Мы так ходили только в давние времена, когда он меня брал на храмовый праздник куда-нибудь в другую деревню, а он ни с кем не ходил на такие праздники, только со мной, хотя какая я ему был компания, только совместно молчать. Он вел меня обычно окольными дорогами, через овраги, буераки, полевыми тропинками, чтобы никто к нам по дороге не присоседился, и тем же путем, подальше от людей, мы возвращались, и он не выпускал моей руки даже во время покупок; в последний раз это было, когда он вел меня на учебу в город. Даже тогда мне не хватало смелости освободить руку, хоть нам обоим было неудобно, он нес на спине узел с постелью, а я сундучок с разными вещами. Я боялся, что обижу его, если неожиданно высвобожусь из его жесткой руки, потому что причины для этого не было, и я свыкся с мыслью, что так должно быть.

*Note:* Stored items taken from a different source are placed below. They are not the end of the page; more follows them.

impl Rig {
    fn ensure(&mut self, register: &str) -> usize {
        if let Some(&id) = self.ids.get(register) {
            return id;
        }
        let id = self.next;
        self.next += 1;
        self.ids.insert(register.to_string(), id);
        self.members
            .insert(id, BTreeSet::from([register.to_string()]));
        self.neighbours.insert(id, HashSet::new());
        self.copies.insert(id, HashSet::new());
        id
    }

    fn interfere(&mut self, a: &str, b: &str) {
        let a = self.ensure(a);
        let b = self.ensure(b);
        if a == b {
            return;
        }
        self.neighbours.get_mut(&a).expect("node exists").insert(b);
        self.neighbours.get_mut(&b).expect("node exists").insert(a);
    }

    fn copy(&mut self, a: &str, b: &str) {
        let a = self.ensure(a);
        let b = self.ensure(b);
        if a == b {
            return;
        }
        log::debug!("reg-realloc: copy candidates {:?} === {:?}", self.members[&a], self.members[&b]);
        self.copies.get_mut(&a).expect("node exists").insert(b);
        self.copies.get_mut(&b).expect("node exists").insert(a);
    }

    /// Minimum-priority node: prefer (no spill risk, no copy, low degree),
    /// tie-broken by smallest member for determinism.
    fn pick(&self, k: usize) -> Option<usize> {
        self.members
            .keys()
            .min_by_key(|id| {
                let degree = self.neighbours[*id].len();
                let has_copy = !self.copies[*id].is_empty();
                (
                    degree >= k,
                    has_copy,
                    degree,
                    self.members[*id].first().cloned(),
                )
            })
            .copied()
    }

    /// Best coalescing partner among a node's copies.
    fn best_partner(&self, node: usize, k: usize) -> Option<usize> {
        self.copies[&node]
            .iter()
            .min_by_key(|partner| {
                let merged: HashSet<usize> = self.neighbours[&node]
                    .union(&self.neighbours[*partner])
                    .copied()
                    .collect();
                (
                    merged.len() >= k,
                    merged.len(),
                    self.members[*partner].first().cloned(),
                )
            })
            .copied()
    }

    fn remove(&mut self, node: usize) {
        let neighbours = self.neighbours.remove(&node).expect("node exists");
        for n in neighbours {
            if let Some(set) = self.neighbours.get_mut(&n) {
                set.remove(&node);
            }
        }
        for (_, copies) in self.copies.iter_mut() {
            copies.remove(&node);
        }
        self.copies.remove(&node);
        for member in self.members.remove(&node).expect("node exists") {
            self.ids.remove(&member);
        }
    }

    /// Merge two copy-related nodes into one.
    fn coalesce(&mut self, a: usize, b: usize) {
        log::debug!(
            "reg-realloc: coalescing {:?} === {:?}",
            self.members[&a],
            self.members[&b]
        );
        let id = self.next;
        self.next += 1;

        let mut members = self.members.remove(&a).expect("node exists");
        members.extend(self.members.remove(&b).expect("node exists"));
        for member in &members {
            self.ids.insert(member.clone(), id);
        }

        let mut neighbours = self.neighbours.remove(&a).expect("node exists");
        neighbours.extend(self.neighbours.remove(&b).expect("node exists"));
        neighbours.remove(&a);
        neighbours.remove(&b);
        for n in &neighbours {
            let set = self.neighbours.get_mut(n).expect("neighbour exists");
            set.remove(&a);
            set.remove(&b);
            set.insert(id);
        }

        let mut copies = self.copies.remove(&a).expect("node exists");
        copies.extend(self.copies.remove(&b).expect("node exists"));
        copies.remove(&a);
        copies.remove(&b);
        for c in &copies {
            let set = self.copies.get_mut(c).expect("copy partner exists");
            set.remove(&a);
            set.remove(&b);
            set.insert(id);
        }

        self.members.insert(id, members);
        self.neighbours.insert(id, neighbours);
        self.copies.insert(id, copies);
    }

    /// Give up on ever coalescing this pair.
    fn freeze(&mut self, a: usize, b: usize) {
        log::debug!(
            "reg-realloc: freezing {:?} === {:?}",
            self.members[&a],
            self.members[&b]
        );
        self.copies.get_mut(&a).expect("node exists").remove(&b);
        self.copies.get_mut(&b).expect("node exists").remove(&a);
    }
}

#[cfg(test)]
mod tests {
    use super::*;
    use crate::manager::PassSpec;
    use ami_ir::CfgBuilder;

    fn realloc(source: &str, target: usize) -> Cfg {
        let mut cfg = CfgBuilder::default().build(source).unwrap();
        let mut mgr = PassManager::new();
        let spec: PassSpec = format!("reg-realloc({})", target).parse().unwrap();
        mgr.run(&mut cfg, &spec).unwrap();
        cfg
    }

    fn distinct_registers(cfg: &Cfg) -> BTreeSet<String> {
        let mut regs = BTreeSet::new();
        for block in cfg.blocks() {
            for instruction in &block.instructions {
                if let Some(dst) = instruction.def() {
                    regs.insert(dst.to_string());
                }
                for operand in instruction.operands() {
                    if let Some(reg) = operand.as_reg() {
                        regs.insert(reg.to_string());
                    }
                }
            }
        }
        regs
    }

    #[test]
    fn test_pressure_bound_is_reached() {
        // three values live at once cannot fit in fewer registers
        let source = "@a: read %x\n\
                      read %y\n\
                      read %z\n\
                      %s = %x + %y\n\
                      %t = %s + %z\n\
                      write %t\n\
                      exit\n";
        let cfg = realloc(source, 0);
        assert_eq!(distinct_registers(&cfg).len(), 3);
        assert_eq!(
            ami_interpreter::execute(&cfg, &[1, 2, 3]).unwrap(),
            vec![6]
        );
    }

    #[test]
    fn test_target_above_pressure_is_respected() {
        let source = "@a: read %x\n\
                      %y = %x + 1\n\
                      write %y\n\
                      exit\n";
        let cfg = realloc(source, 4);
        // colours stay below the requested count and execution matches
        assert!(distinct_registers(&cfg).len() <= 4);
        assert_eq!(ami_interpreter::execute(&cfg, &[9]).unwrap(), vec![10]);
    }

    #[test]
    fn test_copies_coalesce_away() {
        let source = "@a: read %x\n\
                      %y = %x\n\
                      %z = %y\n\
                      write %z\n\
                      exit\n";
        let cfg = realloc(source, 0);
        // the mov chain collapses onto one register and disappears
        let movs = cfg
            .blocks()
            .flat_map(|b| b.instructions.iter())
            .filter(|i| matches!(i.kind, InstructionKind::Mov { .. }))
            .count();
        assert_eq!(movs, 0);
        assert_eq!(distinct_registers(&cfg).len(), 1);
        assert_eq!(ami_interpreter::execute(&cfg, &[5]).unwrap(), vec![5]);
    }

    #[test]
    fn test_dead_definitions_dropped_but_reads_kept() {
        let source = "@a: read %x\n\
                      %d = %x + 1\n\
                      write %x\n\
                      exit\n";
        let cfg = realloc(source, 0);
        // %d is dead: the add disappears, the read still consumes input
        let adds = cfg
            .blocks()
            .flat_map(|b| b.instructions.iter())
            .filter(|i| matches!(i.kind, InstructionKind::Binary { .. }))
            .count();
        assert_eq!(adds, 0);
        assert_eq!(ami_interpreter::execute(&cfg, &[3]).unwrap(), vec![3]);
    }

    #[test]
    fn test_loop_with_phis_still_runs() {
        let source = "@entry: read %n\n\
                      %a = 0\n\
                      %b = 1\n\
                      goto @loop\n\
                      @loop: %cond = %n <= 0\n\
                      branch %cond ? @end : @body\n\
                      @body: %t = %a + %b\n\
                      %a = %b\n\
                      %b = %t\n\
                      %n = %n - 1\n\
                      goto @loop\n\
                      @end: write %a\n\
                      exit\n";
        let cfg = realloc(source, 0);
        assert_eq!(ami_interpreter::execute(&cfg, &[10]).unwrap(), vec![55]);
    }
}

Но сейчас меня жег стыд — ходить с ним таким образом по деревне, ведь я почти сравнялся с ним в росте. Люди, мимо которых мы проходили, останавливались и глядели нам вслед с удивлением, куда это мы собрались такие разодетые, да еще и держимся за руки, уже вроде бы устарели для этого. Но как-то никто не решился остановить отца, видно, каждый постановил дойти до ответа своим разумом, чтобы не напороться на его ворчание.

Я глаз от земли не мог поднять, потому что стыдился даже того, что вымылся, оделся в чистую рубаху и что в довершение всего отец идет в этой кобеднишной шляпе, в то время когда изо всех дворов, из домов глядела на нас обиженная будничность, издевалась над нами, рычала, как на чужих. Люди в драном тряпье, босые, в лаптях, полуголые, телеги, груженные навозом, плаксивые дети, стоящая в воздухе пыль, вольно гуляющая скотина всякого рода. В такой день даже священник в черной сутане выглядит неприлично, почему он и ждет вечера, если хочет пройти через деревню.

Я чувствовал себя как заяц, которого травят, вслушивался с тревогой в душе, не говорят ли чего про нас, не скрипят ли где двери, не едет ли телега. Может быть, меня мучил не столько стыд, сколько страх перед этой отцовской жадностью, а может быть, я еще не дорос до нее, если чувствовал себя опозоренным. Я чувствовал, что люди смеются втихомолку над нами, мол, вот, два взрослых мужика, а идут как отец с ребенком, и меня злость брала на отца, я даже хотел в глубине души, чтобы кто-нибудь из встречных решился его высмеять в глаза за его праздничный наряд и кобеднишную шляпу.